C’est ce que les deux entreprises estimaient. Elles contestent donc cette décision et ne souhaitent pas communiquer les bulletins de salaires. Ces entreprises avancent que la RGPD protège les données personnelles et interdit leur communication à un tiers.
📌Quelle est la réponse de la Cour de cassation ?
La Cour de cassation estime au contraire que la protection des données n’est pas absolue, et que d’autres textes légaux (Article 145 du code de procédure civile, article 6 et 8 de la convention de sauvegarde des droits de l’Homme) permettent la communication d’éléments si celle-ci est proportionnée et nécessaire au but poursuivi.
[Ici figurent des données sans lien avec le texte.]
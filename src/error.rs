use std::path::PathBuf;
use thiserror::Error;

pub type Result<T> = std::result::Result<T, DriveError>;

#[derive(Error, Debug)]
pub enum DriveError {
    #[error("Config error: {0}")]
    Config(String),

    #[error("IO error: {0}")]
    Io(#[from] std::io::Error),

    #[error("Mount error: {0}")]
    Mount(String),

    #[error("Sync error: {0}")]
    Sync(String),

    #[error("Remote error: {0}")]
    Remote(String),

    #[error("Cache error: {0}")]
    Cache(#[from] crate::cache::CacheError),

    #[error("JSON error: {0}")]
    Json(String),

    #[error("Data directory {0} is in use by another drivefuse instance")]
    Locked(PathBuf),
}

impl From<serde_json::Error> for DriveError {
    fn from(err: serde_json::Error) -> Self {
        DriveError::Json(err.to_string())
    }
}
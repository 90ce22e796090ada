pub mod cache;
pub mod cli;
pub mod commands;
pub mod config;
pub mod error;
pub mod lock;
pub mod mount;
pub mod sync;
pub mod vfs;

pub use cache::{BlobStore, ContentCache, MetaStore, MetadataCache};
pub use config::{load_config, save_config, Config};
pub use error::{DriveError, Result};
pub use mount::{MountController, MountState, MountSubstrate, ShutdownOutcome};
pub use sync::{SyncEngine, Syncer};
pub use vfs::{DriveAdapter, DriveFs, FsError};
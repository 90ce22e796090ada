pub mod args;

pub use args::{Args, Commands, ConfigAction};
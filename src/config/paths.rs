use crate::error::{DriveError, Result};
use directories::ProjectDirs;
use std::path::{Path, PathBuf};

pub fn expand_tilde(path: &str) -> PathBuf {
    let path = path.trim();
    if let Some(rest) = path.strip_prefix("~/") {
        if let Ok(home) = std::env::var("HOME") {
            return PathBuf::from(home).join(rest);
        }
    } else if path == "~" {
        if let Ok(home) = std::env::var("HOME") {
            return PathBuf::from(home);
        }
    }
    PathBuf::from(path)
}

/// The data directory: `explicit` if given, then `DRIVEFUSE_DATA_DIR`, then
/// the platform data directory.
pub fn get_data_dir(explicit: Option<&Path>) -> Result<PathBuf> {
    if let Some(dir) = explicit {
        return Ok(expand_tilde(&dir.to_string_lossy()));
    }
    if let Ok(env_dir) = std::env::var("DRIVEFUSE_DATA_DIR") {
        return Ok(expand_tilde(&env_dir));
    }

    let project_dirs = ProjectDirs::from("com", "drivefuse", "drivefuse").ok_or_else(|| {
        DriveError::Config("Could not determine data directory".to_string())
    })?;
    Ok(project_dirs.data_dir().to_path_buf())
}

pub fn get_config_path(data_dir: &Path) -> PathBuf {
    data_dir.join("config.toml")
}

pub fn get_metadata_path(data_dir: &Path) -> PathBuf {
    data_dir.join("metadata.json")
}

pub fn get_blob_dir(data_dir: &Path) -> PathBuf {
    data_dir.join("blobs")
}

pub fn get_lock_path(data_dir: &Path) -> PathBuf {
    data_dir.join("drivefuse.lock")
}

pub fn get_default_remote_dir(data_dir: &Path) -> PathBuf {
    data_dir.join("remote")
}

#[cfg(test)]
mod tests {
    use super::*;

    #[test]
    fn test_explicit_data_dir_wins() {
        let dir = get_data_dir(Some(Path::new("/tmp/drivefuse-data"))).unwrap();
        assert_eq!(dir, PathBuf::from("/tmp/drivefuse-data"));
        assert_eq!(
            get_config_path(&dir),
            PathBuf::from("/tmp/drivefuse-data/config.toml")
        );
    }

    #[test]
    fn test_expand_tilde() {
        let home = std::env::var("HOME").unwrap();
        assert_eq!(expand_tilde("~/drive"), PathBuf::from(&home).join("drive"));
        assert_eq!(expand_tilde("~"), PathBuf::from(&home));
        assert_eq!(expand_tilde("/abs/path"), PathBuf::from("/abs/path"));
    }
}
use std::path::Path;
use std::process::Command;

use super::MountSubstrate;
use crate::error::{DriveError, Result};
use crate::vfs::DriveFs;

/// Kernel mounts through `fuser`.
pub struct FuseSubstrate;

impl MountSubstrate for FuseSubstrate {
    type Fs = DriveFs;
    type Session = fuser::Session<DriveFs>;

    fn mount(&self, path: &Path, fs: DriveFs) -> Result<Self::Session> {
        let options = [
            fuser::MountOption::FSName("drivefuse".to_string()),
            fuser::MountOption::AutoUnmount,
        ];
        tracing::info!("Mounting FUSE filesystem at {}", path.display());
        fuser::Session::new(fs, path, &options).map_err(|e| {
            DriveError::Mount(format!("Failed to mount {}: {}", path.display(), e))
        })
    }

    fn serve(&self, mut session: Self::Session) -> Result<()> {
        session
            .run()
            .map_err(|e| DriveError::Mount(format!("FUSE session failed: {}", e)))?;
        tracing::info!("FUSE filesystem unmounted");
        Ok(())
    }

    fn unmount(&self, path: &Path) -> Result<()> {
        let attempts: Vec<Command> = if cfg!(target_os = "macos") {
            let mut diskutil = Command::new("diskutil");
            diskutil.args(["unmount", "force"]).arg(path);
            vec![diskutil]
        } else {
            let mut fusermount = Command::new("fusermount");
            fusermount.arg("-u").arg(path);
            let mut umount = Command::new("umount");
            umount.arg(path);
            vec![fusermount, umount]
        };

        let mut last_error = String::from("no unmount command available");
        for mut command in attempts {
            let program = command.get_program().to_string_lossy().into_owned();
            match command.output() {
                Ok(output) if output.status.success() => return Ok(()),
                Ok(output) => {
                    last_error = format!(
                        "{} exited with {}: {}",
                        program,
                        output.status,
                        String::from_utf8_lossy(&output.stderr).trim()
                    );
                }
                Err(e) => last_error = format!("failed to run {}: {}", program, e),
            }
            tracing::debug!("Unmount attempt failed: {}", last_error);
        }

        Err(DriveError::Mount(format!(
            "Failed to unmount {}: {}",
            path.display(),
            last_error
        )))
    }
}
👉 Ainsi, un·e salarié·e peut demander au juge d’ordonner à l’employeur de communiquer des bulletins de paie d’autres salarié·es. Le juge pourra accepter si cette communication est légitime et proportionnée au but poursuivi.
📌 À partir de quel moment la communication des bulletins de paie est légitime et proportionnée au but poursuivi ?
La Cour de cassation valide l’argument de la Cour d’appel, qui avait indiqué que « cette communication d’éléments portant atteinte à la vie personnelle d’autres salariés était indispensable à l’exercice du droit à la preuve et proportionnée au but poursuivi, soit la défense de l’intérêt légitime de la salariée à l’égalité de traitement entre hommes et femmes en matière d’emploi et de travail ».
Il est également précisé que les données personnelles non-nécessaires doivent être occupées ou anonymisées.
En l’espèce, la salariée avait demandé la communication des bulletins de paie de certains de ses collègues masculins ayant occupé le même poste, ce qui rend sa demande indispensable l’exercice du droit de la preuve (la recherche de la preuve d’une discrimination salariale) et proportionnée au but poursuivi.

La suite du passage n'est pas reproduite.